··· SUPPLIED ENTRIES

mod common;

use std::collections::{BTreeSet, HashMap, HashSet};

use common::{block_texture, blocks};
use featflow_core::TrackerError;
use featflow_core::track::{FeatureId, Tracker, TrackerConfig};
use image::{GrayImage, Luma};
use nalgebra::Vector2;

const W: u32 = 160;
const H: u32 = 120;

fn ids(tracker: &Tracker) -> BTreeSet<FeatureId> {
    tracker.features().iter().map(|f| f.id()).collect()
}

fn flat() -> GrayImage {
    GrayImage::from_pixel(W, H, Luma([30]))
}

#[test]
fn first_update_detects_and_initializes() {
    let config = TrackerConfig::default();
    let mut tracker = Tracker::new(config.clone()).unwrap();
    assert!(!tracker.is_initialized());

    let stats = tracker.update(&blocks(W, H, 0, 0)).unwrap();
    let features = tracker.features();

    assert!(tracker.is_initialized());
    assert_eq!(tracker.frame_index(), 1);
    assert!(!features.is_empty());
    assert!(features.len() <= config.num_features_max);
    assert_eq!(stats.created, features.len());
    assert_eq!((stats.tracked, stats.dropped, stats.recovered), (0, 0, 0));
    assert!(stats.destroyed.is_empty());

    let expected: BTreeSet<FeatureId> = (1..=features.len() as u64).map(FeatureId).collect();
    assert_eq!(ids(&tracker), expected);
    for feature in features {
        assert_eq!(feature.age, 0);
        assert_eq!(feature.birth_frame, 0);
        assert!(feature.descriptor().is_some());
    }
    assert_eq!(tracker.mask().unwrap().as_image().dimensions(), (W - 16, H - 16));
}

#[test]
fn detections_respect_border_and_exclusion_boxes() {
    let config = TrackerConfig::default();
    let mut tracker = Tracker::new(config.clone()).unwrap();
    tracker.update(&blocks(W, H, 0, 0)).unwrap();

    let margin = config.margin as f32;
    let half = (config.mask_size / 2) as i64;
    let features = tracker.features();
    let mask = tracker.mask().unwrap();

    for (i, a) in features.iter().enumerate() {
        let p = a.px_uv();
        assert!(p.x >= margin && p.y >= margin);
        assert!(p.x <= (W - config.margin - 1) as f32 && p.y <= (H - config.margin - 1) as f32);
        assert!(!mask.is_valid(p.x, p.y), "feature {} sits on an allowed pixel", a.id());

        for b in &features[i + 1..] {
            let q = b.px_uv();
            let dx = (p.x.round() as i64 - q.x.round() as i64).abs();
            let dy = (p.y.round() as i64 - q.y.round() as i64).abs();
            assert!(dx.max(dy) > half, "{} and {} overlap", a.id(), b.id());
        }
    }
}

#[test]
fn ids_are_never_reused() {
    let mut tracker = Tracker::new(TrackerConfig::default()).unwrap();
    let frames = [
        blocks(W, H, 0, 0),
        blocks(W, H, 1, 0),
        blocks(W, H, 2, 1),
        blocks(W, H, 30, 12),
        flat(),
        blocks(W, H, 0, 0),
        blocks(W, H, 0, 0),
    ];

    let mut destroyed: HashSet<FeatureId> = HashSet::new();
    let mut seen: BTreeSet<FeatureId> = BTreeSet::new();
    for frame in &frames {
        let stats = tracker.update(frame).unwrap();
        let current: Vec<FeatureId> = tracker.features().iter().map(|f| f.id()).collect();
        let unique: HashSet<FeatureId> = current.iter().copied().collect();
        assert_eq!(unique.len(), current.len(), "duplicate id in active set");

        let newest_before = seen.iter().next_back().copied();
        for id in &current {
            assert!(!destroyed.contains(id), "{id} came back after destruction");
            if !seen.contains(id) {
                assert!(newest_before.is_none_or(|n| *id > n));
            }
        }
        seen.extend(current);
        destroyed.extend(stats.destroyed);
    }
    assert_eq!(tracker.ids_issued(), seen.iter().next_back().map_or(0, |id| id.0));
}

#[test]
fn static_frames_keep_every_track_without_redetecting() {
    let config = TrackerConfig {
        num_features_min: 5,
        ..TrackerConfig::default()
    };
    let mut tracker = Tracker::new(config).unwrap();
    let image = blocks(W, H, 0, 0);
    tracker.update(&image).unwrap();
    let before = ids(&tracker);

    let stats = tracker.update(&image).unwrap();
    assert_eq!(stats.tracked, before.len());
    assert_eq!((stats.dropped, stats.created, stats.recovered), (0, 0, 0));
    assert_eq!(ids(&tracker), before);
    assert!(tracker.features().iter().all(|f| f.age == 1));
}

#[test]
fn replenishment_never_exceeds_ceiling() {
    let config = TrackerConfig {
        num_features_min: 30,
        num_features_max: 35,
        ..TrackerConfig::default()
    };
    let mut tracker = Tracker::new(config.clone()).unwrap();
    for shift in [0, 3, 6, 40, 0, 12] {
        let stats = tracker.update(&blocks(W, H, shift, shift / 3)).unwrap();
        assert!(tracker.features().len() <= config.num_features_max);
        assert!(stats.tracked + stats.created + stats.recovered <= config.num_features_max);
    }
}

#[test]
fn displacement_veto_drops_every_moving_track() {
    let config = TrackerConfig {
        max_pixel_displacement: 0.5,
        match_dropped_tracks: false,
        ..TrackerConfig::default()
    };
    let mut tracker = Tracker::new(config).unwrap();
    tracker.update(&blocks(W, H, 0, 0)).unwrap();
    let before = ids(&tracker);

    let stats = tracker.update(&blocks(W, H, 2, 1)).unwrap();
    assert_eq!(stats.tracked, 0);
    assert_eq!(stats.dropped, before.len());
    assert_eq!(stats.recovered, 0);
    assert!(ids(&tracker).is_disjoint(&before));
    assert_eq!(stats.destroyed.iter().copied().collect::<BTreeSet<_>>(), before);
    assert_eq!(tracker.dropped_len(), 0);
}

#[test]
fn dropped_tracks_are_recovered_by_descriptor() {
    let config = TrackerConfig {
        max_pixel_displacement: 0.5,
        ..TrackerConfig::default()
    };
    let mut tracker = Tracker::new(config).unwrap();
    tracker.update(&block_texture(W, H, 0, 0)).unwrap();
    let before: HashMap<FeatureId, Vector2<f32>> =
        tracker.features().iter().map(|f| (f.id(), f.px_uv())).collect();
    let newest = *before.keys().max().unwrap();

    let shift = Vector2::new(2.0, 1.0);
    let stats = tracker.update(&block_texture(W, H, 2, 1)).unwrap();
    assert_eq!(stats.dropped, before.len());
    assert!(stats.recovered * 2 > before.len());

    for feature in tracker.features() {
        if feature.recoveries > 0 {
            let old = before[&feature.id()];
            let error = (feature.px_uv() - (old + shift)).abs();
            assert!(
                error.x <= 3.0 && error.y <= 3.0,
                "{} recovered at {:?}, last seen at {:?}",
                feature.id(),
                feature.px_uv(),
                old
            );
            assert_eq!(feature.age, 0);
        } else {
            assert!(feature.id() > newest);
        }
    }
    let destroyed: BTreeSet<FeatureId> = stats.destroyed.iter().copied().collect();
    assert!(destroyed.is_disjoint(&ids(&tracker)));
    assert_eq!(destroyed.len() + stats.recovered, before.len());
}

#[test]
fn unmatched_detections_get_fresh_ids() {
    let config = TrackerConfig {
        max_pixel_displacement: 0.5,
        descriptor_distance_thresh: 0,
        ..TrackerConfig::default()
    };
    let mut tracker = Tracker::new(config).unwrap();
    tracker.update(&blocks(W, H, 0, 0)).unwrap();
    let before = ids(&tracker);

    let stats = tracker.update(&blocks(W, H, 2, 1)).unwrap();
    assert_eq!(stats.recovered, 0);
    assert!(stats.created > 0);
    assert!(ids(&tracker).is_disjoint(&before));
    assert_eq!(stats.destroyed.len(), before.len());
}

#[test]
fn tracks_leaving_the_frame_are_dropped() {
    let mut tracker = Tracker::new(TrackerConfig {
        match_dropped_tracks: false,
        ..TrackerConfig::default()
    })
    .unwrap();
    tracker.update(&blocks(W, H, 0, 0)).unwrap();
    assert!(tracker.features().iter().any(|f| f.px_uv().x > 145.0));
    let before = ids(&tracker);

    let stats = tracker.update(&blocks(W, H, 6, 0)).unwrap();
    assert!(stats.dropped > 0);
    assert_eq!(stats.tracked + stats.dropped, before.len());

    // LK keeps its whole integration window inside the image.
    let radius = 7.0;
    for feature in tracker.features() {
        if before.contains(&feature.id()) {
            assert!(feature.px_uv().x + radius <= (W - 1) as f32);
        }
    }
}

#[test]
fn pooled_tracks_survive_one_frame_with_ttl() {
    let config = TrackerConfig {
        dropped_track_ttl: 1,
        ..TrackerConfig::default()
    };
    let mut tracker = Tracker::new(config).unwrap();
    let image = blocks(W, H, 0, 0);
    tracker.update(&image).unwrap();
    let before = ids(&tracker);

    let lost = tracker.update(&flat()).unwrap();
    assert_eq!(lost.dropped, before.len());
    assert!(tracker.features().is_empty());
    assert!(lost.destroyed.is_empty());
    assert_eq!(tracker.dropped_len(), before.len());

    let back = tracker.update(&image).unwrap();
    assert_eq!(back.recovered, before.len());
    assert_eq!(back.created, 0);
    assert_eq!(ids(&tracker), before);
    assert!(back.destroyed.is_empty());
    assert_eq!(tracker.dropped_len(), 0);
}

#[test]
fn dimension_change_poisons_until_reset() {
    let mut tracker = Tracker::new(TrackerConfig::default()).unwrap();
    tracker.update(&blocks(W, H, 0, 0)).unwrap();
    let issued = tracker.ids_issued();

    let err = tracker.update(&blocks(H, W, 0, 0)).unwrap_err();
    assert_eq!(
        err,
        TrackerError::DimensionMismatch {
            expected: (W, H),
            actual: (H, W),
        }
    );
    assert!(tracker.is_poisoned());
    assert_eq!(
        tracker.update(&blocks(W, H, 0, 0)).unwrap_err(),
        TrackerError::Poisoned
    );

    tracker.reset();
    assert!(!tracker.is_initialized());
    let stats = tracker.update(&blocks(H, W, 0, 0)).unwrap();
    assert!(stats.created > 0);
    assert!(tracker.features().iter().all(|f| f.id().0 > issued));
}

#[test]
fn image_inside_margin_is_rejected() {
    let mut tracker = Tracker::new(TrackerConfig::default()).unwrap();
    let err = tracker.update(&GrayImage::new(16, 64)).unwrap_err();
    assert_eq!(
        err,
        TrackerError::ImageTooSmall {
            width: 16,
            height: 64,
            margin: 8,
        }
    );
    assert_eq!(tracker.update(&GrayImage::new(16, 64)).unwrap_err(), TrackerError::Poisoned);
    tracker.reset();
    assert!(tracker.update(&blocks(W, H, 0, 0)).is_ok());
}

······

### TASK DETAILS
Return exactly, and only, the lines from the start of the listing through the line with "assert_eq!(tracker.frame_index(), 1);".

### OUTPUT OF THE TASK
mod common;

use std::collections::{BTreeSet, HashMap, HashSet};

use common::{block_texture, blocks};
use featflow_core::TrackerError;
use featflow_core::track::{FeatureId, Tracker, TrackerConfig};
use image::{GrayImage, Luma};
use nalgebra::Vector2;

const W: u32 = 160;
const H: u32 = 120;

fn ids(tracker: &Tracker) -> BTreeSet<FeatureId> {
    tracker.features().iter().map(|f| f.id()).collect()
}

fn flat() -> GrayImage {
    GrayImage::from_pixel(W, H, Luma([30]))
}

#[test]
fn first_update_detects_and_initializes() {
    let config = TrackerConfig::default();
    let mut tracker = Tracker::new(config.clone()).unwrap();
    assert!(!tracker.is_initialized());

    let stats = tracker.update(&blocks(W, H, 0, 0)).unwrap();
    let features = tracker.features();

    assert!(tracker.is_initialized());
    assert_eq!(tracker.frame_index(), 1);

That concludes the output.